From its raised interior, four other ringforts are visible within roughly half a kilometre in every direction to the south and south-east. Ringforts, or raths, are the enclosed circular farmsteads of early medieval Ireland, typically dating from between the fifth and twelfth centuries, and thousands survive across the country. But finding five of them clustered within such a short radius, all intervisible, suggests this was once a fairly densely settled agricultural landscape, each enclosure probably the homestead of a single family or farming household.
The rath itself is a raised circular area, roughly 38 metres across, defined by an earthen bank that survives to an external height of about 1.5 metres on the north side.

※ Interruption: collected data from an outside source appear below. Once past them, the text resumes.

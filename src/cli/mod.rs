//! Command-line interface for sensorgate
//!
//! - parse-aggregate: parse an aggregate expression
//! - noise: draw calibrated Laplace noise
//! - resolve: resolve access against a fixture
//! - query / explain: run one request against a fixture

mod args;
mod commands;
mod errors;
mod io;

pub use args::{Cli, Command};
pub use commands::{run_command, Config, Fixture, FixtureInstantiation, FixtureStream};
pub use errors::{CliError, CliErrorCode, CliResult};
pub use io::{read_request, write_error, write_response};

/// Parse arguments and run the command on a fresh runtime
pub fn run() -> CliResult<()> {
    let cli = Cli::parse_args();
    let runtime = tokio::runtime::Runtime::new()?;
    runtime.block_on(run_command(cli.command))
}
//! Operational counters
//!
//! Counters only, monotonic, reset on process start. Relaxed ordering is
//! enough: no decision is ever taken from a counter value.

use std::sync::atomic::{AtomicU64, Ordering};

use serde::Serialize;

#[derive(Debug, Default)]
pub struct MetricsRegistry {
    plans_executed: AtomicU64,
    plans_denied: AtomicU64,
    plans_failed: AtomicU64,
    views_materialized: AtomicU64,
    views_released: AtomicU64,
    views_leaked: AtomicU64,
    noise_samples: AtomicU64,
    tuples_ingested: AtomicU64,
}

impl MetricsRegistry {
    pub fn new() -> Self {
        Self::default()
    }

    pub fn increment_plans_executed(&self) {
        self.plans_executed.fetch_add(1, Ordering::Relaxed);
    }

    pub fn increment_plans_denied(&self) {
        self.plans_denied.fetch_add(1, Ordering::Relaxed);
    }

    pub fn increment_plans_failed(&self) {
        self.plans_failed.fetch_add(1, Ordering::Relaxed);
    }

    pub fn increment_views_materialized(&self) {
        self.views_materialized.fetch_add(1, Ordering::Relaxed);
    }

    pub fn increment_views_released(&self) {
        self.views_released.fetch_add(1, Ordering::Relaxed);
    }

    pub fn increment_views_leaked(&self) {
        self.views_leaked.fetch_add(1, Ordering::Relaxed);
    }

    pub fn add_noise_samples(&self, count: u64) {
        self.noise_samples.fetch_add(count, Ordering::Relaxed);
    }

    pub fn add_tuples_ingested(&self, count: u64) {
        self.tuples_ingested.fetch_add(count, Ordering::Relaxed);
    }

    pub fn snapshot(&self) -> MetricsSnapshot {
        MetricsSnapshot {
            plans_executed: self.plans_executed.load(Ordering::Relaxed),
            plans_denied: self.plans_denied.load(Ordering::Relaxed),
            plans_failed: self.plans_failed.load(Ordering::Relaxed),
            views_materialized: self.views_materialized.load(Ordering::Relaxed),
            views_released: self.views_released.load(Ordering::Relaxed),
            views_leaked: self.views_leaked.load(Ordering::Relaxed),
            noise_samples: self.noise_samples.load(Ordering::Relaxed),
            tuples_ingested: self.tuples_ingested.load(Ordering::Relaxed),
        }
    }
}

/// Point-in-time copy of every counter
#[derive(Debug, Clone, PartialEq, Eq, Serialize)]
pub struct MetricsSnapshot {
    pub plans_executed: u64,
    pub plans_denied: u64,
    pub plans_failed: u64,
    pub views_materialized: u64,
    pub views_released: u64,
    pub views_leaked: u64,
    pub noise_samples: u64,
    pub tuples_ingested: u64,
}

impl MetricsSnapshot {
    /// Views created but not yet released or written off
    pub fn views_outstanding(&self) -> u64 {
        self.views_materialized
            .saturating_sub(self.views_released + self.views_leaked)
    }
}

On the southern half, the bank is complemented by a fosse, a defensive ditch about 3.9 metres wide, with its own outer bank beyond. Where the ground falls away naturally to the south-west, the fosse has been adapted into a terrace rather than a cut ditch, a practical accommodation to the local topography. The likeliest entrance was to the east, where the enclosing scarp is at its lowest. Later agricultural activity has left its marks: a field fence was at some point built onto the inner bank along the eastern side, a portion of the south-west quadrant has been quarried away, and remnants of stone facing on the outer bank suggest at least one phase of modification after the original construction. The site sits in improved pasture on gently undulating ground, with Cloonturnaun Lough lying about 350 metres to the west-north-west and a small stream valley falling away to the south-west.
The southern and eastern sectors of the rath are now heavily obscured by a dense growth of blackthorn and gorse, and field clearance boulders have been dumped around the southern perimeter. The vegetation makes close inspection of those quadrants difficult, but the northern and western portions of the bank and the outer earthworks remain reasonably legible at ground level.